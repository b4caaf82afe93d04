//! Appointment DTOs and the booking rule set.
//!
//! Booking is a chain of hard preconditions: the first failure
//! short-circuits and the caller maps it straight into the response
//! envelope. The quota and double-booking checks run against counts the
//! caller gathered inside the booking transaction, so the decision here
//! is pure and the race handling lives entirely at the locking layer.

use chrono::{NaiveDate, NaiveDateTime, NaiveTime};
use serde::{Deserialize, Serialize};

use crate::errors::{OmmsError, OmmsResult};
use crate::time_fmt;

pub const STATUS_PENDING: i16 = 0;
pub const STATUS_COMPLETED: i16 = 1;
pub const STATUS_CANCELLED: i16 = 2;

#[derive(Debug, Clone, Deserialize)]
#[serde(rename_all = "camelCase")]
pub struct AppointmentCreate {
    pub patient_id: i64,
    pub doctor_id: i64,
    pub schedule_id: i64,
    pub appt_time: String,
    pub symptom_desc: Option<String>,
}

#[derive(Debug, Clone, Deserialize)]
#[serde(rename_all = "camelCase")]
pub struct AppointmentUpdate {
    pub status: Option<i16>,
    pub symptom_desc: Option<String>,
}

#[derive(Debug, Clone, Serialize, Deserialize)]
#[serde(rename_all = "camelCase")]
pub struct AppointmentOut {
    pub appt_id: i64,
    pub patient_id: i64,
    pub patient_name: String,
    pub doctor_id: i64,
    pub doctor_name: String,
    pub dept_id: i64,
    pub dept_name: String,
    pub schedule_id: i64,
    pub appt_time: Option<String>,
    pub status: i16,
    pub symptom_desc: Option<String>,
    pub created_at: Option<String>,
    pub updated_at: Option<String>,
}

#[derive(Debug, Clone, Deserialize)]
#[serde(rename_all = "camelCase")]
pub struct AppointmentListQuery {
    pub patient_id: Option<i64>,
    pub doctor_id: Option<i64>,
    pub status: Option<i16>,
    pub page: Option<i64>,
    pub page_size: Option<i64>,
}

#[derive(Debug, Clone, Serialize, Deserialize)]
#[serde(rename_all = "camelCase")]
pub struct CancelOut {
    pub appt_id: i64,
}

/// True if `appt_time` lies within `[work_date+start, work_date+end]`,
/// boundaries included.
pub fn within_schedule_window(
    appt_time: NaiveDateTime,
    work_date: NaiveDate,
    start_time: NaiveTime,
    end_time: NaiveTime,
) -> bool {
    let window_start = time_fmt::compose(work_date, start_time);
    let window_end = time_fmt::compose(work_date, end_time);
    window_start <= appt_time && appt_time <= window_end
}

/// Forward-only status machine: pending may complete or cancel;
/// completed and cancelled are terminal.
pub fn transition_allowed(from: i16, to: i16) -> bool {
    matches!(
        (from, to),
        (STATUS_PENDING, STATUS_COMPLETED) | (STATUS_PENDING, STATUS_CANCELLED)
    )
}

/// The booking precondition chain, steps 3-6 of the validator. The
/// caller resolves patient and doctor first and collects the two counts
/// under the schedule row lock.
#[allow(clippy::too_many_arguments)]
pub fn validate_booking(
    schedule_doctor_id: i64,
    requested_doctor_id: i64,
    appt_time: NaiveDateTime,
    work_date: NaiveDate,
    start_time: NaiveTime,
    end_time: NaiveTime,
    booked_count: i64,
    max_appointments: i32,
    patient_booked_same_time: bool,
) -> OmmsResult<()> {
    if schedule_doctor_id != requested_doctor_id {
        return Err(OmmsError::Validation("排班不属于该医生".to_string()));
    }
    if !within_schedule_window(appt_time, work_date, start_time, end_time) {
        return Err(OmmsError::Validation("预约时间不在排班时间内".to_string()));
    }
    if booked_count >= i64::from(max_appointments) {
        return Err(OmmsError::Validation("该时段预约已满".to_string()));
    }
    if patient_booked_same_time {
        return Err(OmmsError::Validation("该时间段已有预约".to_string()));
    }
    Ok(())
}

────────────────

Given the data above, transcribe exactly the lines from the one containing "pub struct AppointmentListQuery" down to the one containing "work_date, start_time, end_time)", and no others.

pub struct AppointmentListQuery {
    pub patient_id: Option<i64>,
    pub doctor_id: Option<i64>,
    pub status: Option<i16>,
    pub page: Option<i64>,
    pub page_size: Option<i64>,
}

#[derive(Debug, Clone, Serialize, Deserialize)]
#[serde(rename_all = "camelCase")]
pub struct CancelOut {
    pub appt_id: i64,
}

/// True if `appt_time` lies within `[work_date+start, work_date+end]`,
/// boundaries included.
pub fn within_schedule_window(
    appt_time: NaiveDateTime,
    work_date: NaiveDate,
    start_time: NaiveTime,
    end_time: NaiveTime,
) -> bool {
    let window_start = time_fmt::compose(work_date, start_time);
    let window_end = time_fmt::compose(work_date, end_time);
    window_start <= appt_time && appt_time <= window_end
}

/// Forward-only status machine: pending may complete or cancel;
/// completed and cancelled are terminal.
pub fn transition_allowed(from: i16, to: i16) -> bool {
    matches!(
        (from, to),
        (STATUS_PENDING, STATUS_COMPLETED) | (STATUS_PENDING, STATUS_CANCELLED)
    )
}

/// The booking precondition chain, steps 3-6 of the validator. The
/// caller resolves patient and doctor first and collects the two counts
/// under the schedule row lock.
#[allow(clippy::too_many_arguments)]
pub fn validate_booking(
    schedule_doctor_id: i64,
    requested_doctor_id: i64,
    appt_time: NaiveDateTime,
    work_date: NaiveDate,
    start_time: NaiveTime,
    end_time: NaiveTime,
    booked_count: i64,
    max_appointments: i32,
    patient_booked_same_time: bool,
) -> OmmsResult<()> {
    if schedule_doctor_id != requested_doctor_id {
        return Err(OmmsError::Validation("排班不属于该医生".to_string()));
    }
    if !within_schedule_window(appt_time, work_date, start_time, end_time) {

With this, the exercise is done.